Exchange-traded funds


When the units of an investment fund are traded on a stock exchange, the fund is known as an exchange-traded fund (ETF). The fact that the fund is listed on an exchange makes it very easy to trade the units; it works very similar to trading shares in a stock company on an exchange.

This type of fund emerged in the 1990s and has proliferated in the following two decades. By January 2014, there were over 1,500 EFT:s in the United States alone, holding over $1.7 trillion in combined assets.


Why have ETF:s become so popular among investors?

There are many reasons why ETF:s are so popular among both small-scale and bigger-scale investors. Here are some:

  • Easy to buy and sell, low transaction costs
  • There is usually a lot of liquidity in the market
  • Tax efficiency
  • When a fund is listed on a reputable exchange, the listing provides an additional layer of security and trustworthiness since the rules of the exchange must be adhered to.
  • The ETF combines certain elements of both the mutual fund and the closed-end fund. The mutual fund can be bought and sold for its net asset value at the end of each trading day, while the closed-end fund has tradability throughout the trading day (trading at prices that may be above or below its net asset value).
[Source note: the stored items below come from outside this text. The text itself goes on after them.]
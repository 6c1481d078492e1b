//! Append-only writer for NBS files.
//!
//! [`Encoder`] maintains two output streams: the main `<path>` file, which
//! receives framed packets, and the `<path>.idx` sidecar, which receives a
//! gzip-compressed 32-byte index record per packet. The running byte
//! offset of the main file is tracked so each index record can point at
//! the frame it describes.
//!
//! Timestamps are the one asymmetry of the format: the frame header is
//! written in microseconds (truncating division by 1000) while the sidecar
//! record keeps the exact nanosecond count.

use crate::error::{NbsError, Result};
use crate::index::IndexItem;
use crate::packet::{self, Packet, RADIATION_SYMBOL};
use flate2::write::GzEncoder;
use flate2::Compression;
use std::fs::File;
use std::io::{BufWriter, Write};
use std::path::Path;
use tracing::debug;

/// Writes packets to an NBS file and records to its sidecar index.
pub struct Encoder {
    output: Option<BufWriter<File>>,
    index: Option<GzEncoder<BufWriter<File>>>,
    bytes_written: u64,
}

impl Encoder {
    /// Creates `<path>` and `<path>.idx`, truncating existing files.
    ///
    /// # Errors
    ///
    /// Returns an error when either file cannot be created.
    pub fn create<P: AsRef<Path>>(path: P) -> Result<Self> {
        let path = path.as_ref();
        let output = BufWriter::new(File::create(path)?);
        let index = GzEncoder::new(
            BufWriter::new(File::create(crate::index::sidecar_path(path))?),
            Compression::default(),
        );

        debug!(path = %path.display(), "created nbs encoder");

        Ok(Self {
            output: Some(output),
            index: Some(index),
            bytes_written: 0,
        })
    }

    /// Appends a packet to the main file and its record to the sidecar.
    ///
    /// `emit_timestamp` overrides the packet's own timestamp in both the
    /// frame header and the index record; both values are nanoseconds. A
    /// packet without a payload is written as a zero-length frame.
    ///
    /// Returns the total bytes written to the main file after this append.
    ///
    /// # Errors
    ///
    /// Returns `NbsError::InvalidPacket` when the payload cannot be
    /// described by the frame's length field, and I/O errors from either
    /// stream. On error `bytes_written` keeps the last successful total.
    pub fn write(&mut self, packet: &Packet<'_>, emit_timestamp: Option<u64>) -> Result<u64> {
        let (output, index) = match (self.output.as_mut(), self.index.as_mut()) {
            (Some(output), Some(index)) => (output, index),
            _ => {
                return Err(NbsError::Io(std::io::Error::new(
                    std::io::ErrorKind::NotConnected,
                    "encoder is closed",
                )))
            }
        };

        // The whole frame, header included, must be describable in u32.
        let payload = packet.payload.unwrap_or(&[]);
        let payload_len = u32::try_from(payload.len())
            .ok()
            .filter(|len| len.checked_add(packet::HEADER_LEN as u32).is_some())
            .ok_or(NbsError::InvalidPacket)?;

        let timestamp_ns = emit_timestamp.unwrap_or(packet.timestamp);
        let timestamp_us = timestamp_ns / 1000;

        // Frame header: marker, length, microsecond timestamp, type hash.
        let mut header = [0u8; packet::HEADER_LEN];
        header[0..3].copy_from_slice(&RADIATION_SYMBOL);
        header[3..7].copy_from_slice(&(packet::LENGTH_FIELD_OVERHEAD + payload_len).to_le_bytes());
        header[7..15].copy_from_slice(&timestamp_us.to_le_bytes());
        header[15..23].copy_from_slice(&packet.hash.to_le_bytes());

        output.write_all(&header)?;
        output.write_all(payload)?;

        let frame_len = packet::HEADER_LEN as u32 + payload_len;
        let record = IndexItem {
            hash: packet.hash,
            subtype: packet.subtype,
            timestamp: timestamp_ns,
            offset: self.bytes_written,
            length: frame_len,
        };
        index.write_all(&record.to_bytes())?;

        self.bytes_written += u64::from(frame_len);
        Ok(self.bytes_written)
    }

    /// Total bytes appended to the main file so far.
    pub fn bytes_written(&self) -> u64 {
        self.bytes_written
    }

    /// True while the output streams are open.
    pub fn is_open(&self) -> bool {
        self.output.is_some()
    }

    /// Flushes and closes both streams, finishing the sidecar's gzip
    /// trailer. Calling close on a closed encoder is a no-op.
    ///
    /// # Errors
    ///
    /// Returns an error when flushing either stream fails.
    pub fn close(&mut self) -> Result<()> {
        if let Some(index) = self.index.take() {
            index.finish()?.flush()?;
        }
        if let Some(mut output) = self.output.take() {
            output.flush()?;
        }
        Ok(())
    }
}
What assets can an ETF hold?

Just like other investment funds, exchange-traded funds can invest in a wide range of assets. Three examples of very popular choices are stocks, bonds and commodities.

Index-tracking ETF:s

Index-tracking ETF:s track an index, such as the Dow Jones 30 or S&P 500. Stock indices are popular, but there are also EFT:s that track a bond index.

Traditionally, ETF:s in the United States have been index-tracking. It wasn’t until 2008 that the U.S. Securities and Exchange Commission began authorizing actively managed ETF:s.

Primary and secondary markets

Primary market

etf priceOn the primary market, ETF distributors buy and sell directly from and to authorized participants, typically large broker-dealers. The buying and selling is done in creation units, which are huge blocks of ETF shares (often tens of thousands).

The authorized participants tend to function as market makers, but can also elect to invest long-term on their own behalf. When acting as market makers, they inject liquidity into the ETF share market and help ensure that the intraday market price is close to the net asset value of the underlying assets.

Secondary market

Investors that don’t belong to the group of authorized participants outlined above buy and sell ETF shares on the secondary market. This is for instance where the retail brokers will do their ETF trading.


The exchange-traded fund (ETF) is a fairly recent development in the world of trading. In 1989, the Index Participation Shares was launched – an S&P 500 proxy that traded on the American Stock Exchange and the Philadelphia Stock Exchange. The following year, the Toronto Index Participation Shares appeared on the Toronto Stock Exchange, tracking first the TSE 35 and later the TSE 100 indices.

In January 1993, Standard & Poor’s Depositary Receipts was introduced on the New York Stock Exchange (NYSE Arca: SPY). Soon, it was the largest ETF in the world, and affectionately nicknamed ”Spiders”. In 1995, the team behind Spiders carried out a new successful launch: the MidCap SPDRs (NYSE Arca: MDY).

Another notable early ETF was the World Equity Banchmark Shares (WEBS), which eventually became iShares MSCI Index Fund Shares. Unlike SPY and MDY, WEBS was a mutual fund instead of a unit investment trust. Launched in 1996 by Barclays Global Investors in conjunction with MSCI and Funds Distributor Inc, WEBS gave a whole new group of small-scale investors easy access to foreign markets.